A while ago I tried to install Oracle 11g R2 Express Edition on a 64-bit Ubuntu machine. This proved to be not as easy as you would expect. There are many blogs and articles about this subject and I tried a number of them. Unfortunately neither of the instructions seemed to work completely on my machine. With the combined information from the authors, I finally got it to work and I’ll gladly share my recipe in this blog. I have also included the installation steps for SQL Developer en Java (which is needed to install SQL Developer) in this blog. The installation was performed on a Ubuntu 12.04 VM with the following software.

Installing Java

We start with installing Java on the machine. My personal preference is to use Oracle Java JDK. Installing this JDK could be done easily by performing the following statements.

sudo add-apt-repository ppa:webupd8team/java
sudo apt-get update
sudo apt-get install oracle-java7-installer

The screen in figure 1 will appear in the terminal, hit enter to proceed. After this, the screen in figure 2 will be shown. Navigate to <Yes> using the left arrow on your keyboard and hit enter. Oracle JDK 7 will be installed.

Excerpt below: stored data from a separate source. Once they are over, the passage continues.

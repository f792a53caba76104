//! HTML content extraction, HTML-to-Markdown conversion, and text analysis.
//!
//! [`ContentExtractor`] picks the main content out of a page, [`convert`]
//! turns it into Markdown with `htmd` plus a set of cleanup passes, and
//! [`analyze`] computes reading metrics over the result.

mod analyze;
mod cleanup;
mod extract;

use std::sync::LazyLock;

use htmd::Element;
use htmd::options::{BulletListMarker, CodeBlockStyle, HeadingStyle, Options};
use regex::Regex;
use scraper::{ElementRef, Html, Selector};
use tracing::{debug, instrument};
use url::Url;

use webmark_shared::{ContentSettings, Result, WebmarkError};

pub use analyze::{
    Analysis, WORDS_PER_MINUTE, analyze, detect_language, plain_text, reading_time, summarize,
    word_count,
};
pub use extract::{
    ContentExtractor, ContentSource, Extracted, ExtractOptions, MIN_CANDIDATE_TEXT,
    score_candidate,
};

/// Appended to Markdown cut at the maximum length.
pub const TRUNCATION_MARKER: &str = "\n\n... (content truncated)";

// ---------------------------------------------------------------------------
// Public types
// ---------------------------------------------------------------------------

/// Options for the HTML-to-Markdown conversion.
#[derive(Debug, Clone)]
pub struct ConvertOptions {
    /// Base for resolving relative links.
    pub base_url: Option<Url>,
    /// Shorter output fails with [`WebmarkError::ContentLength`].
    pub min_length: usize,
    /// Longer output is truncated and marked.
    pub max_length: usize,
}

impl Default for ConvertOptions {
    fn default() -> Self {
        Self::from(&ContentSettings::default())
    }
}

impl From<&ContentSettings> for ConvertOptions {
    fn from(s: &ContentSettings) -> Self {
        Self {
            base_url: None,
            min_length: s.min_length,
            max_length: s.max_length,
        }
    }
}

impl ConvertOptions {
    pub fn with_base_url(mut self, base_url: Url) -> Self {
        self.base_url = Some(base_url);
        self
    }
}

// ---------------------------------------------------------------------------
// Converter
// ---------------------------------------------------------------------------

/// Convert HTML to clean Markdown.
///
/// 1. Pre-renders `<table>` elements as Markdown tables
/// 2. Converts HTML → Markdown via `htmd` with extended rules
/// 3. Runs the cleanup pipeline
/// 4. Enforces the length bounds
#[instrument(skip_all, fields(url = opts.base_url.as_ref().map(Url::as_str).unwrap_or("")))]
pub fn convert(html: &str, opts: &ConvertOptions) -> Result<String> {
    let (html, tables) = extract_tables(html);

    let raw_markdown = converter()
        .convert(&html)
        .map_err(|e| WebmarkError::parse(format!("htmd conversion failed: {e}")))?;
    debug!(raw_len = raw_markdown.len(), tables = tables.len(), "htmd conversion complete");

    let raw_markdown = restore_tables(&raw_markdown, &tables);
    let cleaned = cleanup::run_pipeline(&raw_markdown, opts.base_url.as_ref());

    let length = cleaned.chars().count();
    if length < opts.min_length {
        return Err(WebmarkError::ContentLength {
            length,
            minimum: opts.min_length,
        });
    }

    if length > opts.max_length {
        debug!(length, max = opts.max_length, "truncating markdown");
        let mut truncated: String = cleaned.chars().take(opts.max_length).collect();
        truncated.truncate(truncated.trim_end().len());
        truncated.push_str(TRUNCATION_MARKER);
        return Ok(truncated);
    }

    Ok(cleaned)
}

fn converter() -> htmd::HtmlToMarkdown {
    htmd::HtmlToMarkdown::builder()
        .options(Options {
            heading_style: HeadingStyle::Atx,
            code_block_style: CodeBlockStyle::Fenced,
            bullet_list_marker: BulletListMarker::Dash,
            ..Default::default()
        })
        .skip_tags(vec!["script", "style", "noscript", "iframe", "svg", "template"])
        .add_handler(vec!["del", "s", "strike"], |el: Element| {
            Some(wrap_inline(el.content, "~~", "~~"))
        })
        .add_handler(vec!["u", "ins"], |el: Element| {
            Some(wrap_inline(el.content, "<u>", "</u>"))
        })
        .add_handler(vec!["mark"], |el: Element| {
            Some(wrap_inline(el.content, "==", "=="))
        })
        .add_handler(vec!["kbd"], |el: Element| {
            Some(wrap_inline(el.content, "`", "`"))
        })
        .add_handler(vec!["abbr"], |el: Element| {
            let title = el
                .attrs
                .iter()
                .find(|a| &*a.name.local == "title")
                .map(|a| a.value.to_string())
                .filter(|t| !t.trim().is_empty());
            Some(match title {
                Some(title) => format!("{} ({})", el.content.trim(), title.trim()),
                None => el.content.to_string(),
            })
        })
        .add_handler(vec!["dl"], |el: Element| {
            Some(format!("\n\n{}\n\n", el.content.trim()))
        })
        .add_handler(vec!["dt"], |el: Element| {
            Some(format!("\n\n**{}**\n", el.content.trim()))
        })
        .add_handler(vec!["dd"], |el: Element| {
            Some(format!(": {}\n", el.content.trim()))
        })
        .build()
}

fn wrap_inline(content: &str, open: &str, close: &str) -> String {
    let trimmed = content.trim();
    if trimmed.is_empty() {
        return String::new();
    }
    format!("{open}{trimmed}{close}")
}

/// First H1 of a Markdown document.
pub fn title_from_markdown(md: &str) -> Option<String> {
    static H1_RE: LazyLock<Regex> =
        LazyLock::new(|| Regex::new(r"(?m)^# (.+)$").expect("valid regex"));

    H1_RE
        .captures(md)
        .map(|c| c[1].trim().to_string())
        .filter(|t| !t.is_empty())
}

// ---------------------------------------------------------------------------
// Table pre-processing
// ---------------------------------------------------------------------------

static TABLE: LazyLock<Selector> =
    LazyLock::new(|| Selector::parse("table").expect("valid selector"));
static ROW: LazyLock<Selector> = LazyLock::new(|| Selector::parse("tr").expect("valid selector"));
static CELL: LazyLock<Selector> =
    LazyLock::new(|| Selector::parse("th, td").expect("valid selector"));

fn placeholder(i: usize) -> String {
    format!("WEBMARKTABLE{i}X")
}

/// Swap each outermost `<table>` for a placeholder paragraph and return the
/// Markdown rendering of each table.
///
/// `htmd` 0.1 has no table support, so tables are rendered here and spliced
/// back in after conversion.
fn extract_tables(html: &str) -> (String, Vec<String>) {
    let doc = Html::parse_fragment(html);
    if doc.select(&TABLE).next().is_none() {
        return (html.to_string(), Vec::new());
    }

    // Serialize once so table markup matches byte-for-byte below.
    let mut result = doc.root_element().inner_html();
    let mut tables = Vec::new();

    for table in doc.select(&TABLE) {
        let outer = table.html();
        if !result.contains(&outer) {
            // Nested inside a table that was already replaced.
            continue;
        }
        let marker = format!("<p>{}</p>", placeholder(tables.len()));
        result = result.replacen(&outer, &marker, 1);
        tables.push(html_table_to_markdown(&table));
    }

    (result, tables)
}

fn restore_tables(md: &str, tables: &[String]) -> String {
    let mut out = md.to_string();
    for (i, table) in tables.iter().enumerate() {
        out = out.replacen(&placeholder(i), table, 1);
    }
    out
}

/// Convert a single HTML table element to a markdown table string.
fn html_table_to_markdown(table: &ElementRef) -> String {
    let mut rows: Vec<Vec<String>> = Vec::new();
    let mut has_header = false;

    for tr in table.select(&ROW) {
        let mut cells = Vec::new();
        let mut all_th = true;
        for cell in tr.select(&CELL) {
            all_th &= cell.value().name() == "th";
            cells.push(cell_text(&cell));
        }
        if cells.is_empty() {
            continue;
        }
        if rows.is_empty() && all_th {
            has_header = true;
        }
        rows.push(cells);
    }

    let col_count = rows.iter().map(Vec::len).max().unwrap_or(0);
    if col_count == 0 {
        return String::new();
    }
    for row in &mut rows {
        row.resize(col_count, String::new());
    }

    // Without a header row, an empty one keeps the table valid Markdown.
    let header = if has_header {
        rows.remove(0)
    } else {
        vec![String::new(); col_count]
    };

    let mut md = String::new();
    push_row(&mut md, &header);
    push_row(&mut md, &vec!["---".to_string(); col_count]);
    for row in &rows {
        push_row(&mut md, row);
    }
    md.pop();
    md
}

fn push_row(md: &mut String, cells: &[String]) {
    md.push_str("| ");
    md.push_str(&cells.join(" | "));
    md.push_str(" |\n");
}

fn cell_text(cell: &ElementRef) -> String {
    cell.text()
        .flat_map(str::split_whitespace)
        .collect::<Vec<_>>()
        .join(" ")
        .replace('|', "\\|")
}

// ---------------------------------------------------------------------------
// Tests
// ---------------------------------------------------------------------------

Binary Code license Figure 1: Binary Code license JDK License Agreement Figure 2: JDK License Agreement

To validate the Java installation, execute the following command:

java -version

This should result in the following (or something similar).

java version “1.7.0_51”
Java(TM) SE Runtime Environment (build 1.7.0_51-b13)
Java HotSpot(TM) 64-Bit Server VM (build 24.51-b03, mixed mode)

The next next step is to set the JAVA_HOME environment variable. To do this, open the /etc/bash.bashrc file by executing the following statement.

sudo gedit /etc/bash.bashrc

Scroll to the bottom of the file and add the following lines.

export JAVA_HOME=/usr/lib/jvm/java-7-oracle
export PATH=$JAVA_HOME/bin:$PATH

Save the file and close the editor. To load the changes, execute the following statement.

source /etc/bash.bashrc

To validate the changes you can execute the following statement.

echo $JAVA_HOME

The result of this statement should be the following.

/usr/lib/jvm/java-7-oracle

Installing Oracle 11g R2 Express Edition

For the installation of Oracle 11g R2 Express Edition (XE), a couple of additional Linux packages are required. These packages can be installed by executing the following statement.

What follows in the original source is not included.